▸ Recorded data:
[Start of section]

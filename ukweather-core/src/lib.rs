//! Core library for the `ukweather` tools.
//!
//! This crate defines:
//! - Configuration & credential handling
//! - Coordinate validation and the forecast document model
//! - The Met Office DataHub client behind the [`ForecastSource`] seam
//! - Error classification into user-facing messages
//! - Markdown / JSON rendering under a global size cap
//! - The hourly, three-hourly and daily forecast operations
//!
//! It is used by `ukweather-cli`, but can also be embedded in a tool-calling
//! host through [`ForecastService`] and [`tools::tool_descriptors`].

pub mod config;
pub mod document;
pub mod error;
pub mod model;
pub mod provider;
pub mod render;
pub mod service;
pub mod tools;
pub mod weather_code;

pub use config::{ApiKey, Config};
pub use document::{ForecastDocument, Parameter, ParameterValue, TimeStep};
pub use error::{CoordinateError, ErrorKind, FetchError};
pub use model::{Coordinate, ForecastRequest, Granularity, ResponseFormat};
pub use provider::{ForecastSource, metoffice::MetOfficeClient};
pub use render::{CHARACTER_LIMIT, TruncationMarker};
pub use service::{ForecastService, ToolCallError};
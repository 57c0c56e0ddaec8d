use anyhow::{Context, Result, anyhow};
use directories::ProjectDirs;
use serde::{Deserialize, Serialize};
use std::{
    collections::HashMap,
    fmt,
    fs,
    path::{Path, PathBuf},
    time::Duration,
};

/// Environment variable holding the Met Office DataHub API key.
pub const API_KEY_ENV: &str = "MET_OFFICE_API_KEY";
pub const BASE_URL_ENV: &str = "MET_OFFICE_BASE_URL";
pub const TIMEOUT_SECS_ENV: &str = "MET_OFFICE_TIMEOUT_SECS";

/// Site-specific point forecast endpoint family.
pub const DEFAULT_BASE_URL: &str = "https://data.hub.api.metoffice.gov.uk/sitespecific/v0/point";

/// Upper bound on the single upstream call, connect and body read included.
pub const DEFAULT_TIMEOUT_SECS: u64 = 10;

/// DataHub API key. `Debug` never prints the value.
#[derive(Clone, PartialEq, Eq, Serialize, Deserialize)]
#[serde(transparent)]
pub struct ApiKey(String);

impl ApiKey {
    pub fn new(value: impl Into<String>) -> Self {
        Self(value.into())
    }

    pub fn expose(&self) -> &str {
        &self.0
    }
}

impl fmt::Debug for ApiKey {
    fn fmt(&self, f: &mut fmt::Formatter<'_>) -> fmt::Result {
        f.write_str("ApiKey(***)")
    }
}

/// Top-level configuration stored on disk.
///
/// Example TOML:
/// ```toml
/// api_key = "..."
/// timeout_secs = 10
/// ```
#[derive(Debug, Clone, Serialize, Deserialize, Default, PartialEq)]
pub struct Config {
    #[serde(default, skip_serializing_if = "Option::is_none")]
    pub api_key: Option<ApiKey>,

    /// Overrides [`DEFAULT_BASE_URL`], mostly useful against a local stub.
    #[serde(default, skip_serializing_if = "Option::is_none")]
    pub base_url: Option<String>,

    #[serde(default, skip_serializing_if = "Option::is_none")]
    pub timeout_secs: Option<u64>,
}

impl Config {
    /// Load the config file and apply environment overrides on top.
    pub fn resolve() -> Result<Self> {
        Ok(Self::load()?.with_env_overrides(std::env::vars()))
    }

    /// Load config from disk, or return an empty default if it doesn't exist yet.
    pub fn load() -> Result<Self> {
        Self::load_from(&Self::config_file_path()?)
    }

    pub fn load_from(path: &Path) -> Result<Self> {
        if !path.exists() {
            // First run: no config file, return empty.
            return Ok(Self::default());
        }

        let contents = fs::read_to_string(path)
            .with_context(|| format!("Failed to read config file: {}", path.display()))?;

        let cfg: Config = toml::from_str(&contents)
            .with_context(|| format!("Failed to parse config file: {}", path.display()))?;

        Ok(cfg)
    }

    /// Save config to disk, creating parent directories as needed.
    pub fn save(&self) -> Result<()> {
        self.save_to(&Self::config_file_path()?)
    }

    pub fn save_to(&self, path: &Path) -> Result<()> {
        if let Some(parent) = path.parent() {
            fs::create_dir_all(parent).with_context(|| {
                format!("Failed to create config directory: {}", parent.display())
            })?;
        }

        let toml =
            toml::to_string_pretty(self).context("Failed to serialize configuration to TOML")?;

        fs::write(path, toml)
            .with_context(|| format!("Failed to write config file: {}", path.display()))?;

        Ok(())
    }

    /// Path to the config file.
    pub fn config_file_path() -> Result<PathBuf> {
        let dirs = ProjectDirs::from("uk", "ukweather", "ukweather")
            .ok_or_else(|| anyhow!("Could not determine platform config directory"))?;

        Ok(dirs.config_dir().join("config.toml"))
    }

    /// Apply `MET_OFFICE_*` variables from `pairs`. Blank values are ignored,
    /// as is a timeout that is not a positive integer.
    pub fn with_env_overrides<I, K, V>(mut self, pairs: I) -> Self
    where
        I: IntoIterator<Item = (K, V)>,
        K: Into<String>,
        V: Into<String>,
    {
        let env: HashMap<String, String> = pairs
            .into_iter()
            .map(|(k, v)| (k.into(), v.into()))
            .collect();

        let non_blank = |name: &str| {
            env.get(name)
                .map(|value| value.trim())
                .filter(|value| !value.is_empty())
                .map(str::to_owned)
        };

        if let Some(key) = non_blank(API_KEY_ENV) {
            self.api_key = Some(ApiKey::new(key));
        }
        if let Some(url) = non_blank(BASE_URL_ENV) {
            self.base_url = Some(url);
        }
        if let Some(secs) = non_blank(TIMEOUT_SECS_ENV)
            .and_then(|value| value.parse::<u64>().ok())
            .filter(|secs| *secs > 0)
        {
            self.timeout_secs = Some(secs);
        }

        self
    }

    /// Set or replace the stored API key.
    pub fn set_api_key(&mut self, api_key: String) {
        self.api_key = Some(ApiKey::new(api_key));
    }

    pub fn api_key(&self) -> Option<&ApiKey> {
        self.api_key.as_ref()
    }

    pub fn base_url(&self) -> &str {
        self.base_url
            .as_deref()
            .unwrap_or(DEFAULT_BASE_URL)
            .trim_end_matches('/')
    }

    pub fn timeout(&self) -> Duration {
        Duration::from_secs(self.timeout_secs.unwrap_or(DEFAULT_TIMEOUT_SECS))
    }
}

#[cfg(test)]
mod tests {
    use super::*;

    #[test]
    fn defaults_point_at_datahub_with_ten_second_timeout() {
        let cfg = Config::default();

        assert_eq!(cfg.base_url(), DEFAULT_BASE_URL);
        assert_eq!(cfg.timeout(), Duration::from_secs(10));
        assert!(cfg.api_key().is_none());
    }

    #[test]
    fn env_overrides_file_values() {
        let mut cfg = Config::default();
        cfg.set_api_key("FILE_KEY".into());

        let cfg = cfg.with_env_overrides([
            (API_KEY_ENV, "ENV_KEY"),
            (BASE_URL_ENV, "http://localhost:9999/point/"),
            (TIMEOUT_SECS_ENV, "3"),
        ]);

        assert_eq!(cfg.api_key().map(ApiKey::expose), Some("ENV_KEY"));
        assert_eq!(cfg.base_url(), "http://localhost:9999/point");
        assert_eq!(cfg.timeout(), Duration::from_secs(3));
    }

    #[test]
    fn blank_and_invalid_env_values_are_ignored() {
        let mut cfg = Config::default();
        cfg.set_api_key("FILE_KEY".into());

        let cfg = cfg.with_env_overrides([
            (API_KEY_ENV, "   "),
            (TIMEOUT_SECS_ENV, "0"),
        ]);
        assert_eq!(cfg.api_key().map(ApiKey::expose), Some("FILE_KEY"));
        assert_eq!(cfg.timeout(), Duration::from_secs(DEFAULT_TIMEOUT_SECS));

        let cfg = cfg.with_env_overrides([(TIMEOUT_SECS_ENV, "soon")]);
        assert_eq!(cfg.timeout(), Duration::from_secs(DEFAULT_TIMEOUT_SECS));
    }

    #[test]
    fn api_key_debug_is_redacted() {
        let key = ApiKey::new("super-secret");
        let rendered = format!("{key:?}");

        assert!(!rendered.contains("super-secret"));
    }

    #[test]
    fn save_and_load_roundtrip_through_file() {
        let dir = tempfile::tempdir().expect("tempdir");
        let path = dir.path().join("nested").join("config.toml");

        let mut cfg = Config::default();
        cfg.set_api_key("KEY".into());
        cfg.timeout_secs = Some(5);
        cfg.save_to(&path).expect("save");

        let loaded = Config::load_from(&path).expect("load");
        assert_eq!(loaded, cfg);
    }

    #[test]
    fn missing_file_loads_empty_config() {
        let dir = tempfile::tempdir().expect("tempdir");
        let loaded = Config::load_from(&dir.path().join("absent.toml")).expect("load");

        assert_eq!(loaded, Config::default());
    }
}
//! Binary crate for the `ukweather` command-line tool.
//!
//! This crate focuses on:
//! - Parsing CLI arguments
//! - Interactive configuration
//! - Logging setup (stderr, so stdout carries only the forecast)

use std::process::ExitCode;

use clap::Parser;
use tracing_subscriber::{EnvFilter, layer::SubscriberExt, util::SubscriberInitExt};

mod cli;

#[tokio::main]
async fn main() -> ExitCode {
    let cmd = cli::Cli::parse();
    init_logging(cmd.verbose);

    match cmd.run().await {
        Ok(()) => ExitCode::SUCCESS,
        Err(err) => {
            eprintln!("Error: {err:#}");
            ExitCode::FAILURE
        }
    }
}

fn init_logging(verbose: u8) {
    let default_level = match verbose {
        0 => "warn",
        1 => "info",
        _ => "debug",
    };
    let filter =
        EnvFilter::try_from_default_env().unwrap_or_else(|_| EnvFilter::new(default_level));

    tracing_subscriber::registry()
        .with(filter)
        .with(
            tracing_subscriber::fmt::layer()
                .with_writer(std::io::stderr)
                .with_target(false),
        )
        .init();
}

[End of section]

▸ Task prompt: Among the lines of the data, some contain the word "join". How many are there? Reply with the number alone.

▸ Finished exercise: 3